いけませんよ、大概なり[#「なり」に傍点]を見てもわかりそうなもんだ。
お妙 それなればここを通して下せまし。町に用事があります。
長五 わかっていまさ、先刻から見ていりゃ、一揆の連れの衆らしいが、あの町の騒ぎが聞こえねえ訳じゃあるめえ、丁度ワイワイ連中のぶちこわしの最中にぶっつかって、お前等の連れの百姓衆まで一緒に巻き込まれた様子だ。それに町方あたりでも手を出したらしいて。あの騒ぎの中に割って入りゃ、見りゃ子供衆で、ひどい怪我をするのは知れたこと、悪くすれば踏殺される。

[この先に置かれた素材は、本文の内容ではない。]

use std::sync::Arc;
use std::time::Duration;

use async_trait::async_trait;
use futures::channel::oneshot;
use leptos::{ev, html, prelude::*, task::spawn_local};

use crate::contact::{run_submission, ContactMessage, FormPhase, SimulatedSink, SubmissionSink, Timer};
use crate::content;
use crate::page::SectionId;
use crate::scenes;

use super::animate::{use_interaction, use_scroll_reveal, Interaction};

/// The contact form's delivery capability, looked up from context.
#[derive(Clone)]
pub struct Mailer(pub Arc<dyn SubmissionSink>);

/// Waits on the browser's timer queue.
pub struct BrowserTimer;

#[async_trait(?Send)]
impl Timer for BrowserTimer {
    async fn sleep(&self, duration: Duration) {
        let (tx, rx) = oneshot::channel();
        set_timeout(
            move || {
                let _ = tx.send(());
            },
            duration,
        );
        let _ = rx.await;
    }
}

/// Provides the simulated sink unless something else already provided a [`Mailer`].
pub fn provide_default_sink() {
    if use_context::<Mailer>().is_some() {
        return;
    }
    let delay = content::settings().submit_delay();
    provide_context(Mailer(Arc::new(SimulatedSink::new(BrowserTimer, delay))));
}

fn value_of(input: NodeRef<html::Input>) -> String {
    input.get_untracked().map(|el| el.value()).unwrap_or_default()
}

#[component]
pub fn Contact() -> impl IntoView {
    let Mailer(sink) = expect_context::<Mailer>();
    let phase = RwSignal::new(FormPhase::Idle);
    let error = RwSignal::new(None::<String>);

    let section = NodeRef::<html::Section>::new();
    let form = NodeRef::<html::Form>::new();
    let socials = NodeRef::<html::Div>::new();
    let name = NodeRef::<html::Input>::new();
    let email = NodeRef::<html::Input>::new();
    let message = NodeRef::<html::Textarea>::new();
    let button = NodeRef::<html::Button>::new();

    use_scroll_reveal(scenes::CONTACT_BAND, move |scene| {
        let el = section.get()?;
        let blocks = vec![scene.add(form.get()?), scene.add(socials.get()?)];
        let inputs = vec![
            scene.add(name.get()?),
            scene.add(email.get()?),
            scene.add(message.get()?),
        ];
        let button = scene.add(button.get()?);
        Some((el.into(), scenes::contact(&blocks, &inputs, button)))
    });

    let focus_name = use_interaction(move || name.get().map(Into::into), scenes::input_focus);
    let focus_email = use_interaction(move || email.get().map(Into::into), scenes::input_focus);
    let focus_message =
        use_interaction(move || message.get().map(Into::into), scenes::input_focus);
    let pulse = use_interaction(move || button.get().map(Into::into), scenes::submit_pulse);

    let on_submit = move |e: ev::SubmitEvent| {
        e.prevent_default();
        if phase.get_untracked().is_submitting() {
            return;
        }
        let body = message.get_untracked().map(|el| el.value()).unwrap_or_default();
        let msg = match ContactMessage::new(&value_of(name), &value_of(email), &body) {
            Ok(msg) => msg,
            Err(e) => {
                error.set(Some(e.to_string()));
                return;
            }
        };
        error.set(None);
        let sink = Arc::clone(&sink);
        spawn_local(async move {
            let res = run_submission(sink.as_ref(), &msg, |p| phase.set(p)).await;
            match res {
                Ok(()) => {
                    if let Some(form) = form.get_untracked() {
                        form.reset();
                    }
                    pulse.pulse();
                }
                Err(e) => error.set(Some(e.to_string())),
            }
        });
    };

    let submitting = move || phase.get().is_submitting();
    let profile = content::profile();

    view! {
        <section id=SectionId::Contact.as_str() node_ref=section class="py-20 relative">
            <div class="container mx-auto px-6">
                <div class="text-center mb-16">
                    <h2 class="text-4xl md:text-5xl font-bold mb-6 bg-gradient-to-r from-primary to-accent bg-clip-text text-transparent">
                        "Get In Touch"
                    </h2>
                    <p class="text-xl text-muted-foreground max-w-2xl mx-auto">
                        "Ready to bring your ideas to life? Let's collaborate and create something amazing together."
                    </p>
                </div>

                <div class="max-w-2xl mx-auto">
                    <form
                        node_ref=form
                        class="glass-strong p-8 rounded-2xl space-y-6"
                        novalidate=true
                        on:submit=on_submit
                    >
                        <div class="grid md:grid-cols-2 gap-6">
                            <FocusInput input=name focus=focus_name kind="text" field="name" placeholder="Your Name" />
                            <FocusInput input=email focus=focus_email kind="email" field="email" placeholder="Your Email" />
                        </div>
                        <textarea
                            node_ref=message
                            name="message"
                            rows=6
                            required=true
                            placeholder="Your Message"
                            class="w-full px-4 py-3 rounded-lg glass bg-transparent border border-white/10 focus:border-primary focus:outline-none transition-colors resize-none"
                            on:focus=move |_| focus_message.enter()
                            on:blur=move |_| focus_message.leave()
                        ></textarea>
                        <Show when=move || error.with(Option::is_some)>
                            <p class="text-sm text-red-400" role="alert">
                                {move || error.get().unwrap_or_default()}
                            </p>
                        </Show>
                        <button
                            node_ref=button
                            type="submit"
                            disabled=submitting
                            class="submit-btn w-full py-4 rounded-lg bg-gradient-to-r from-primary to-accent text-white font-semibold hover:glow-primary transition-all duration-300 disabled:opacity-50 flex items-center justify-center gap-3"
                        >
                            <Show
                                when=submitting
                                fallback=|| {
                                    view! {
                                        <i class="ph-light ph-paper-plane-tilt text-xl"></i>
                                        "Send Message"
                                    }
                                }
                            >
                                <div class="w-5 h-5 border-2 border-white/30 border-t-white rounded-full animate-spin"></div>
                                "Sending..."
                            </Show>
                        </button>
                    </form>

                    <div node_ref=socials class="flex justify-center gap-6 mt-12">
                        {profile
                            .socials
                            .iter()
                            .map(|link| {
                                view! {
                                    <a
                                        href=link.url.as_str()
                                        target="_blank"
                                        rel="noopener noreferrer"
                                        aria-label=link.label.as_str()
                                        class="glass p-4 rounded-full hover:glow-primary transition-all duration-300"
                                    >
                                        <i class=format!("ph-light {} text-2xl", link.icon)></i>
                                    </a>
                                }
                            })
                            .collect_view()}
                    </div>
                </div>
            </div>
        </section>
    }
}

#[component]
fn FocusInput(
    input: NodeRef<html::Input>,
    focus: Interaction,
    kind: &'static str,
    field: &'static str,
    placeholder: &'static str,
) -> impl IntoView {
    view! {
        <input
            node_ref=input
            type=kind
            name=field
            required=true
            placeholder=placeholder
            class="w-full px-4 py-3 rounded-lg glass bg-transparent border border-white/10 focus:border-primary focus:outline-none transition-colors"
            on:focus=move |_| focus.enter()
            on:blur=move |_| focus.leave()
        />
    }
}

お妙 色々ご存じのようですから、おかくしはしませぬ。何処のお方か存じませぬが、私共は南の方植木村ほか三村の者、この町で他の村の衆と一緒になって江戸へお願いにあがるのでござります。私達が早く行かなければ皆様が此処から立てぬようなしめし[#「しめし」に傍点]合わせになっておりまする。どんな苦しみ怪我を受けるくらい、たとえ踏殺されても、それは村を出る時からの覚悟、三百人の中、百人二百人と殺されても、江戸までは行きまする。
長五 (呆れてしまい暫く無言で相手を見ていた後で急に笑い出す)アハハハ、いや、まだ十八か十九、取ってはたちとはなんなさるまいが、綺麗な顔をしている癖に恐しい事をいいなさる。しかしそいつは短気というものだ。江戸へ願いに行くというのも、どうせ百姓衆のことだから石代貢租のことだろうが、それにしてからが、ウヌが命が惜しいからだ。
お妙 ……村にいても食べて行けませぬ。一寸刻みに殺されているのでございます。覚悟はチャンとしておりますること故、黙って通してくだせまし。
長五 ……ウーム。そうか。じゃ、ま、何もいわねえ、お行きなせえ。(お妙等一同ゾロゾロ町の方へ去り行く。見送っている長五。見ると仙太郎は縁台の横の地面へ膝を突いて、片手を突き、下を向いている)……驚いたなあ、百姓の娘でも、ああなるのか。顔も恐しい別嬪だが、ゾッとするようなキップだ、のう兄き……。どうしたんだ、坐りこんじまって? どうした、気合いでも悪いのか?
仙太 ……ウム。……長五、見ろ。
長五 何だえ?
仙太 俺あ、うれしくって、ありがたくって、ならねぇんだ。あれが百姓だぞ! あれが百姓だ! 俺あ久しぶりに、ホントに久しぶりに涙が出て来た。
長五 なあんだ、ビックリさせちゃいけねえ。だとて何も後姿を拝むことあ、ありはしねえ。